We have integer constraints for the tiles and an error which is a real number : it is a mixed integer programming problem which can be solved with glpk or Mathematica.
But, the constraints above are not enough. We don’t want to select several tiles for the same pixel. One and only one tile must be selected for each pixel.
For each pixel, we thus need to add a new constraint:
\[\sum_k t_{x,y,k} = 1\]With the integer constraints on the variables $t_{x,y,k}$ we know that this sum can be $1$ if and only if one of the variable is $1$.
But we do not want to get this:

We need additional constraints to express the topological constraints of the tiles.
If we look at tiles with a black right side, we have the tiles:
\[1, 2, 5, 6, 9, 11, 13, 15\]and if we look at the tiles with a black left right side, we have the tiles:
\[1, 2, 5, 6, 9, 10, 13, 14\]The constraint that we want to express is that if we choose a tile from the first group for a pixel $(x,y)$ then we need to choose a tile from the second group for the pixel $(x+1,y)$.
This constraint can be expressed as:
\[\sum_{k \in \{1, 2, 5, 6, 9, 11, 13, 15\}} t_{x,y,k}= \sum_{k \in \{1, 2, 5, 6, 9, 10, 13, 14\}} t_{x+1,y,k}\]If the sum is $0$ it means no tile has been selected. If a sum is $1$, one tile has been selected. The constraint is the expression that the choices at pixels $(x,y)$ and $(x+1,y)$ must be consistent : if a tile is chosen for the left pixel, a compatible tile must be chosen for the right pixel.
With the set of tiles chosen, we need 4 constraints like that per pixel : 2 horizontal constraints and 2 vertical ones.
You see that the number of constraints and the number of variables is going to increase very quickly and is proportional to the number of pixels.
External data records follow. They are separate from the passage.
use super::{with_timeout, DEFAULT_QUERY_TIMEOUT_MS};
use crate::ports::{DnsLookup, RecordCachePort};
use crate::services::normalize_domain;
use ferrous_lookup_domain::{DomainError, RecordSet, RecordType};
use std::future::Future;
use std::net::IpAddr;
use std::sync::Arc;
use std::time::Duration;
use tracing::{debug, instrument, warn};

/// Resolves every supported record type for a domain, going through the cache.
///
/// Each record type is looked up independently. A failed or timed out lookup
/// only marks its own record type as failed; `execute` always produces a
/// record set, and that record set is cached even when every lookup failed.
pub struct ResolveDomainUseCase {
    lookup: Arc<dyn DnsLookup>,
    cache: Arc<dyn RecordCachePort>,
    query_timeout: Duration,
}

impl ResolveDomainUseCase {
    pub fn new(lookup: Arc<dyn DnsLookup>, cache: Arc<dyn RecordCachePort>) -> Self {
        Self {
            lookup,
            cache,
            query_timeout: Duration::from_millis(DEFAULT_QUERY_TIMEOUT_MS),
        }
    }

    pub fn with_query_timeout(mut self, timeout_ms: u64) -> Self {
        self.query_timeout = Duration::from_millis(timeout_ms);
        self
    }

    #[instrument(skip(self))]
    pub async fn execute(&self, domain: &str) -> Arc<RecordSet> {
        let domain = normalize_domain(domain);

        if let Some(cached) = self.cache.get(&domain) {
            debug!(domain = %domain, "Cache HIT");
            return cached;
        }

        debug!(domain = %domain, "Cache MISS, querying all record types");

        let mut records = RecordSet::new();

        match with_timeout(self.query_timeout, self.lookup.lookup_ip(&domain)).await {
            Ok(addresses) => {
                let (v4, v6): (Vec<IpAddr>, Vec<IpAddr>) =
                    addresses.into_iter().partition(IpAddr::is_ipv4);
                records.insert(RecordType::A, to_strings(v4));
                records.insert(RecordType::AAAA, to_strings(v6));
            }
            Err(e) => record_error(&mut records, &domain, &[RecordType::A, RecordType::AAAA], e),
        }

        self.collect(&mut records, &domain, RecordType::CNAME, self.lookup.lookup_cname(&domain))
            .await;

        let mx = async { self.lookup.lookup_mx(&domain).await.map(to_strings) };
        self.collect(&mut records, &domain, RecordType::MX, mx).await;

        self.collect(&mut records, &domain, RecordType::TXT, self.lookup.lookup_txt(&domain))
            .await;
        self.collect(&mut records, &domain, RecordType::NS, self.lookup.lookup_ns(&domain))
            .await;

        debug!(
            domain = %domain,
            record_types = records.len(),
            failed = records.failures().count(),
            "Resolution complete"
        );

        let records = Arc::new(records);
        self.cache.put(&domain, Arc::clone(&records));
        records
    }

    async fn collect<F>(
        &self,
        records: &mut RecordSet,
        domain: &str,
        record_type: RecordType,
        lookup: F,
    ) where
        F: Future<Output = Result<Vec<String>, DomainError>>,
    {
        match with_timeout(self.query_timeout, lookup).await {
            Ok(values) => records.insert(record_type, values),
            Err(e) => record_error(records, domain, &[record_type], e),
        }
    }
}

fn record_error(
    records: &mut RecordSet,
    domain: &str,
    record_types: &[RecordType],
    error: DomainError,
) {
    for record_type in record_types {
        if error.is_no_records() {
            debug!(domain = %domain, record_type = %record_type, "No records found");
            records.insert(*record_type, Vec::new());
        } else {
            warn!(
                domain = %domain,
                record_type = %record_type,
                error = %error,
                "Error looking up records"
            );
            records.mark_failed(*record_type, error.to_string());
        }
    }
}

fn to_strings<T: ToString>(values: Vec<T>) -> Vec<String> {
    values.iter().map(ToString::to_string).collect()
}
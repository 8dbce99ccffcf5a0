use ferrous_lookup_domain::{parse_domain_list, DomainError};
use std::path::Path;
use tracing::debug;

/// Reads a newline-delimited list of domains for batch resolution.
pub async fn read_domain_list(path: impl AsRef<Path>) -> Result<Vec<String>, DomainError> {
    let path = path.as_ref();
    let contents = tokio::fs::read_to_string(path)
        .await
        .map_err(|e| DomainError::IoError(format!("{}: {}", path.display(), e)))?;

    let domains = parse_domain_list(&contents);
    debug!(path = %path.display(), domains = domains.len(), "Domain list loaded");
    Ok(domains)
}
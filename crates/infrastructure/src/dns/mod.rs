pub mod lookup;
pub mod record_cache;

pub use lookup::{canonical_name, HickoryDnsLookup};
pub use record_cache::InMemoryRecordCache;
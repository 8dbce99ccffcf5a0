use super::{with_timeout, DEFAULT_QUERY_TIMEOUT_MS};
use crate::ports::DnsLookup;
use ferrous_lookup_domain::DomainError;
use std::net::IpAddr;
use std::sync::Arc;
use std::time::Duration;
use tracing::{debug, instrument, warn};

/// PTR lookup for a single address. Results are never cached.
pub struct ReverseLookupUseCase {
    lookup: Arc<dyn DnsLookup>,
    query_timeout: Duration,
}

impl ReverseLookupUseCase {
    pub fn new(lookup: Arc<dyn DnsLookup>) -> Self {
        Self {
            lookup,
            query_timeout: Duration::from_millis(DEFAULT_QUERY_TIMEOUT_MS),
        }
    }

    pub fn with_query_timeout(mut self, timeout_ms: u64) -> Self {
        self.query_timeout = Duration::from_millis(timeout_ms);
        self
    }

    /// Hostnames for `ip`, empty when the address is invalid, has no PTR
    /// records, or the lookup fails.
    #[instrument(skip(self))]
    pub async fn execute(&self, ip: &str) -> Vec<String> {
        let addr: IpAddr = match ip.trim().parse() {
            Ok(addr) => addr,
            Err(_) => {
                let e = DomainError::InvalidIpAddress(ip.to_string());
                warn!(error = %e, "Error during reverse DNS lookup");
                return Vec::new();
            }
        };

        match with_timeout(self.query_timeout, self.lookup.reverse_lookup(addr)).await {
            Ok(hostnames) => {
                debug!(ip = %addr, hostnames = hostnames.len(), "Reverse lookup complete");
                hostnames
            }
            Err(e) if e.is_no_records() => {
                debug!(ip = %addr, "Reverse lookup returned no records");
                Vec::new()
            }
            Err(e) => {
                warn!(ip = %addr, error = %e, "Error during reverse DNS lookup");
                Vec::new()
            }
        }
    }
}
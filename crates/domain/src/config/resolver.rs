use serde::{Deserialize, Serialize};

#[derive(Debug, Clone, Deserialize, Serialize)]
pub struct ResolverConfig {
    /// Upper bound for every single lookup, in milliseconds.
    #[serde(default = "default_query_timeout_ms")]
    pub query_timeout_ms: u64,

    /// Attempts the stub resolver makes per query before giving up.
    #[serde(default = "default_attempts")]
    pub attempts: usize,
}

impl Default for ResolverConfig {
    fn default() -> Self {
        Self {
            query_timeout_ms: default_query_timeout_ms(),
            attempts: default_attempts(),
        }
    }
}

fn default_query_timeout_ms() -> u64 {
    5000
}

fn default_attempts() -> usize {
    2
}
If you don’t have access to a professional and expensive solver you won’t be able to solve all those constraints in a reasonable time except for small pictures.
But, we are not doing maths but art. We do not need to compute the optimal solution. A sub-optimal solution can look great too. The image can be divided in sub-images and the problem solved on each of the sub-images.
We need to ensure that the sub-problems are compatible so there will be new constraints needed to encode that, for instance, the right side of a sub-image is compatible with the left side of the next horizontal sub-image.
With this trick, it is possible to compute big images and with results which are often nice.
But the result is highly dependent on the set of tiles chosen. Other set of tiles (with different topological constraints) may not always give good results when sub-optimal problems are combined.
Once the constraints have been solved, you have the allocation of the tiles on the portrait. But those are pictures and to generate the kind of 3D image displayed at the beginning of this post, we need curves.
Each tile can be encoded as curves (Beziers or splines) instead of pixels.
Then we need to reconnect all those partial curves to create the final description of the picture. We can just follow each curve and see where the path is leading us.
It is not difficult but requires some work to get it right.
Then, those curves can be used in a ray tracer to generate the picture at the beginning of this post.
It is a lot of work for a portrait !
But once we have the algorithm working, we can apply it to different pictures and set of tiles.
For instance, instead of using just black and white, we can generate a bigger set of tiles using more colors.
Here is an example with more colors:
If you look at this picture from very far, you’ll see a face.
We can also totally change the kind of tiles used : different pictures and topology. For instance, let’s use this set of tiles:

Here is an example generated with those tiles:
The algorithm can also be applied to videos with some interesting results:
Thanks to Sephora Venites to allow me to use some photos and videos for experimenting with my algorithms.